Which of the lines below contain the string "ResolvedPaths"? Pull each one out of the data.

[Collected data entries]
*** Block opens ***
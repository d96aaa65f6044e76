//! Paths command handler.
//!
//! Displays all resolved paths for diagnostics.

use anyhow::Result;

use pronounced_core::ResolvedPaths;

/// Print the data root, database and `.env` locations.
pub fn execute() -> Result<()> {
    let paths = ResolvedPaths::resolve()?;
    println!("{paths}");
    Ok(())
}
//! Interfaces the core expects from the outside world.
//!
//! Storage, identity and sentence generation are async traits implemented by
//! adapter crates. Speech is callback based: a backend reports completion
//! through [`CompletionCallback`] and the playback controller does the
//! waiting. No adapter types (`sqlx`, `reqwest`) appear in any signature.

pub mod auth;
pub mod sentence;
pub mod settings_repository;
pub mod speech;
pub mod word_repository;

use std::sync::Arc;
use thiserror::Error;

pub use auth::AuthProvider;
pub use sentence::{SentenceError, SentenceGeneratorPort};
pub use settings_repository::SettingsRepository;
pub use speech::{CompletionCallback, SpeechBackend, SpeechOutcome, Utterance};
pub use word_repository::WordRepository;

/// Storage-backed ports, handed to [`AppCore`](crate::AppCore) as one bundle.
#[derive(Clone)]
pub struct Repos {
    pub words: Arc<dyn WordRepository>,
    pub auth: Arc<dyn AuthProvider>,
    pub settings: Arc<dyn SettingsRepository>,
}

impl Repos {
    pub fn new(
        words: Arc<dyn WordRepository>,
        auth: Arc<dyn AuthProvider>,
        settings: Arc<dyn SettingsRepository>,
    ) -> Self {
        Self {
            words,
            auth,
            settings,
        }
    }
}

/// Storage failures, stripped of driver types.
#[derive(Debug, Error)]
pub enum RepositoryError {
    #[error("Not found: {0}")]
    NotFound(String),

    /// The store rejected the write, e.g. an empty word.
    #[error("Constraint violation: {0}")]
    Constraint(String),

    #[error("Storage error: {0}")]
    Storage(String),

    /// A stored value could not be decoded.
    #[error("Serialization error: {0}")]
    Serialization(String),
}

/// Errors returned by the core services.
#[derive(Debug, Error)]
pub enum CoreError {
    #[error(transparent)]
    Repository(#[from] RepositoryError),

    #[error(transparent)]
    Settings(#[from] crate::settings::SettingsError),

    #[error(transparent)]
    Sentence(#[from] SentenceError),

    #[error("Not signed in")]
    Unauthenticated,

    /// Bad user input. The message is shown as is.
    #[error("{0}")]
    Validation(String),
}

impl CoreError {
    /// Whether this error means the requested entity does not exist.
    #[must_use]
    pub const fn is_not_found(&self) -> bool {
        matches!(self, Self::Repository(RepositoryError::NotFound(_)))
    }
}

#[cfg(test)]
mod tests {
    use super::*;

    #[test]
    fn test_validation_message_is_shown_verbatim() {
        let err = CoreError::Validation("Please enter a word".into());
        assert_eq!(err.to_string(), "Please enter a word");
    }

    #[test]
    fn test_repository_error_is_transparent() {
        let err = CoreError::from(RepositoryError::NotFound("word 42".into()));
        assert_eq!(err.to_string(), "Not found: word 42");
        assert!(err.is_not_found());
        assert!(!CoreError::Unauthenticated.is_not_found());
    }
}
*** Block closes ***
### Response for this exercise
use pronounced_core::ResolvedPaths;
    let paths = ResolvedPaths::resolve()?;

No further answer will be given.